We tested whether a model identifying prostate cancer (PCa) patients at risk of pT3-4/pN1 can be developed for use during COVID19 pandemic, in order to guarantee appropriate treatment to patients harboring advanced disease patients without compromising sustainability of care delivery.
Within the Surveillance, Epidemiology and End Results database 2010-2016, we identified 27,529 patients with localized PCa and treated with radical prostatectomy. A multivariable logistic regression model predicting presence of pT3-4/pN1 disease was fitted within a development cohort (n=13,977, 50.8%). Subsequently, external validation (n=13,552, 49.2%) and head-to-head comparison with NCCN risk group stratification was performed.

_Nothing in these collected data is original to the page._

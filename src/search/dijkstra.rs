//! Plain reference Dijkstra over the input CSR graph. Used to state and
//! test the correctness property that CH queries must uphold:
//! `query(preprocessed, s, t) == shortest_path(original_graph, s, t)`.
use std::cmp::Ordering;
use std::collections::BinaryHeap;

use crate::constants::Weight;
use crate::graph::{Graph, NodeIndex};

#[derive(Debug)]
struct Candidate {
    node: NodeIndex,
    weight: Weight,
}

impl PartialEq for Candidate {
    fn eq(&self, other: &Self) -> bool {
        self.weight == other.weight
    }
}
impl Eq for Candidate {}
impl PartialOrd for Candidate {
    fn partial_cmp(&self, other: &Self) -> Option<Ordering> {
        Some(self.cmp(other))
    }
}
impl Ord for Candidate {
    fn cmp(&self, other: &Self) -> Ordering {
        other.weight.partial_cmp(&self.weight).unwrap_or(Ordering::Equal)
    }
}

/// Single-source, single-target Dijkstra over `graph`'s outgoing CSR
/// adjacency. Out-of-range endpoints or an empty graph return `+inf`;
/// `source == target` returns `0`.
pub fn shortest_path(graph: &Graph, source: NodeIndex, target: NodeIndex) -> Weight {
    let n = graph.num_nodes();
    if n == 0 || source.index() >= n || target.index() >= n {
        return Weight::INFINITY;
    }
    if source == target {
        return 0.0;
    }

    let mut dist = vec![Weight::INFINITY; n];
    let mut queue = BinaryHeap::new();

    dist[source.index()] = 0.0;
    queue.push(Candidate { node: source, weight: 0.0 });

    while let Some(Candidate { node, weight }) = queue.pop() {
        if node == target {
            return weight;
        }
        if weight > dist[node.index()] {
            continue;
        }
        for (to, w) in graph.neighbors_outgoing(node) {
            let nd = weight + w;
            if nd < dist[to.index()] {
                dist[to.index()] = nd;
                queue.push(Candidate { node: to, weight: nd });
            }
        }
    }

    Weight::INFINITY
}
//! Bidirectional CH query: answers point-to-point distance queries by
//! running Dijkstra from both `source` and `target` over the upward and
//! downward CSRs respectively, pruning with the stall oracle and stopping
//! once neither frontier's best key can improve the current best meeting
//! distance.
use std::cmp::Ordering;
use std::collections::BinaryHeap;

use log::debug;

use crate::ch_graph::PreprocessedGraph;
use crate::constants::Weight;
use crate::graph::NodeIndex;

use super::stall::{stall_backward, stall_forward};

#[derive(Debug)]
struct Candidate {
    node: NodeIndex,
    weight: Weight,
}

impl PartialEq for Candidate {
    fn eq(&self, other: &Self) -> bool {
        self.weight == other.weight
    }
}
impl Eq for Candidate {}
impl PartialOrd for Candidate {
    fn partial_cmp(&self, other: &Self) -> Option<Ordering> {
        Some(self.cmp(other))
    }
}
impl Ord for Candidate {
    fn cmp(&self, other: &Self) -> Ordering {
        other.weight.partial_cmp(&self.weight).unwrap_or(Ordering::Equal)
    }
}

/// Per-query counters, logged at `debug` level.
#[derive(Debug, Default, Clone, Copy)]
pub struct SearchStats {
    pub nodes_settled: usize,
    pub nodes_stalled: usize,
}

/// Answers bidirectional CH queries against one `PreprocessedGraph`. Owns
/// no persistent scratch state between queries (each call allocates fresh
/// distance arrays), but is cheap to construct and safe to reuse across
/// many queries against the same preprocessed graph.
pub struct CHSearch<'a> {
    graph: &'a PreprocessedGraph,
    pub stats: SearchStats,
}

impl<'a> CHSearch<'a> {
    pub fn new(graph: &'a PreprocessedGraph) -> Self {
        CHSearch { graph, stats: SearchStats::default() }
    }

    /// Returns the shortest-path distance from `source` to `target`, or
    /// `+inf` if none exists:
    /// - an empty graph or an out-of-range endpoint returns `+inf`
    /// - `source == target` returns `0` without touching either heap
    pub fn query(&mut self, source: NodeIndex, target: NodeIndex) -> Weight {
        self.stats = SearchStats::default();

        let n = self.graph.num_nodes();
        if n == 0 || source.index() >= n || target.index() >= n {
            return Weight::INFINITY;
        }
        if source == target {
            return 0.0;
        }

        let mut dist_f = vec![Weight::INFINITY; n];
        let mut dist_b = vec![Weight::INFINITY; n];
        let mut queue_f = BinaryHeap::new();
        let mut queue_b = BinaryHeap::new();

        dist_f[source.index()] = 0.0;
        dist_b[target.index()] = 0.0;
        queue_f.push(Candidate { node: source, weight: 0.0 });
        queue_b.push(Candidate { node: target, weight: 0.0 });

        let mut best = Weight::INFINITY;

        while !queue_f.is_empty() || !queue_b.is_empty() {
            let top_f = queue_f.peek().map(|c| c.weight).unwrap_or(Weight::INFINITY);
            let top_b = queue_b.peek().map(|c| c.weight).unwrap_or(Weight::INFINITY);

            if top_f >= best && top_b >= best {
                break;
            }

            let forward_can_improve = top_f < best;
            let backward_can_improve = top_b < best;
            let do_forward = forward_can_improve && (!backward_can_improve || top_f <= top_b);

            if do_forward {
                self.step_forward(&mut queue_f, &mut dist_f, &dist_b, &mut best);
            } else {
                self.step_backward(&mut queue_b, &mut dist_b, &dist_f, &mut best);
            }
        }

        debug!(
            "query {}->{}: nodes_settled={} nodes_stalled={} best={}",
            source.index(),
            target.index(),
            self.stats.nodes_settled,
            self.stats.nodes_stalled,
            best
        );

        best
    }

    fn step_forward(
        &mut self,
        queue_f: &mut BinaryHeap<Candidate>,
        dist_f: &mut [Weight],
        dist_b: &[Weight],
        best: &mut Weight,
    ) {
        let Candidate { node: u, weight: d_u } = queue_f.pop().unwrap();
        if d_u > dist_f[u.index()] {
            return;
        }

        if stall_forward(self.graph, dist_f, u) {
            self.stats.nodes_stalled += 1;
        } else {
            for arc in self.graph.forward(u) {
                let nd = d_u + arc.weight;
                if nd < dist_f[arc.to.index()] {
                    dist_f[arc.to.index()] = nd;
                    queue_f.push(Candidate { node: arc.to, weight: nd });
                }
            }
            self.stats.nodes_settled += 1;
        }

        if dist_b[u.index()].is_finite() {
            let candidate = dist_f[u.index()] + dist_b[u.index()];
            if candidate < *best {
                *best = candidate;
            }
        }
    }

    fn step_backward(
        &mut self,
        queue_b: &mut BinaryHeap<Candidate>,
        dist_b: &mut [Weight],
        dist_f: &[Weight],
        best: &mut Weight,
    ) {
        let Candidate { node: u, weight: d_u } = queue_b.pop().unwrap();
        if d_u > dist_b[u.index()] {
            return;
        }

        if stall_backward(self.graph, dist_b, u) {
            self.stats.nodes_stalled += 1;
        } else {
            for arc in self.graph.backward(u) {
                let nd = d_u + arc.weight;
                if nd < dist_b[arc.to.index()] {
                    dist_b[arc.to.index()] = nd;
                    queue_b.push(Candidate { node: arc.to, weight: nd });
                }
            }
            self.stats.nodes_settled += 1;
        }

        if dist_f[u.index()].is_finite() {
            let candidate = dist_f[u.index()] + dist_b[u.index()];
            if candidate < *best {
                *best = candidate;
            }
        }
    }
}

/// Convenience wrapper over `CHSearch` for one-off queries.
pub fn query(graph: &PreprocessedGraph, source: NodeIndex, target: NodeIndex) -> Weight {
    CHSearch::new(graph).query(source, target)
}

#[cfg(test)]
mod tests {
    use super::*;
    use crate::contraction::preprocess_bottom_up;
    use crate::graph::{node_index, Graph};
    use crate::search::dijkstra;

    #[test]
    fn empty_graph_query_is_infinity() {
        let g = Graph::from_edges(0, &[]);
        let preproc = preprocess_bottom_up(&g);
        assert_eq!(query(&preproc, node_index(0), node_index(0)), Weight::INFINITY);
    }

    #[test]
    fn self_query_is_zero() {
        let g = Graph::from_edges(2, &[(node_index(0), node_index(1), 1.0)]);
        let preproc = preprocess_bottom_up(&g);
        assert_eq!(query(&preproc, node_index(0), node_index(0)), 0.0);
    }

    #[test]
    fn out_of_range_endpoint_is_infinity() {
        let g = Graph::from_edges(2, &[(node_index(0), node_index(1), 1.0)]);
        let preproc = preprocess_bottom_up(&g);
        assert_eq!(query(&preproc, node_index(0), node_index(9)), Weight::INFINITY);
    }

    #[test]
    fn matches_dijkstra_on_diamond_with_detour() {
        let g = Graph::from_edges(6, &[
            (node_index(0), node_index(1), 1.0),
            (node_index(0), node_index(3), 4.0),
            (node_index(1), node_index(2), 2.0),
            (node_index(1), node_index(4), 5.0),
            (node_index(2), node_index(5), 3.0),
            (node_index(3), node_index(4), 1.0),
            (node_index(4), node_index(5), 2.0),
        ]);
        let preproc = preprocess_bottom_up(&g);
        for s in 0..g.num_nodes() {
            for t in 0..g.num_nodes() {
                let s = node_index(s);
                let t = node_index(t);
                assert_eq!(query(&preproc, s, t), dijkstra::shortest_path(&g, s, t));
            }
        }
    }

    #[test]
    fn unreachable_pair_is_infinity() {
        let g = Graph::from_edges(3, &[(node_index(0), node_index(1), 5.0)]);
        let preproc = preprocess_bottom_up(&g);
        assert_eq!(query(&preproc, node_index(0), node_index(2)), Weight::INFINITY);
        assert_eq!(query(&preproc, node_index(2), node_index(0)), Weight::INFINITY);
    }
}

In model development, age, PSA, biopsy Gleason Grade Group (GGG) and percentage of positive biopsy cores were independent predictors of pT3-4/pN1 stage. In external validation, prediction of pT3-4/pN1 with novel nomogram was 74% accurate versus 68% for NCCN risk group stratification. Nomogram achieved better calibration and showed net-benefit over NCCN risk group stratification in decision curve analyses. The use of nomogram cut-off of 49% resulted in pT3-4/pN1 rate of 65%, instead of the average 35%.
The newly developed, externally validated nomogram predicts presence of pT3-4/pN1 better than NCCN risk group stratification and allows to focus radical prostatectomy treatment on individuals at highest risk of pT3-4/pN1.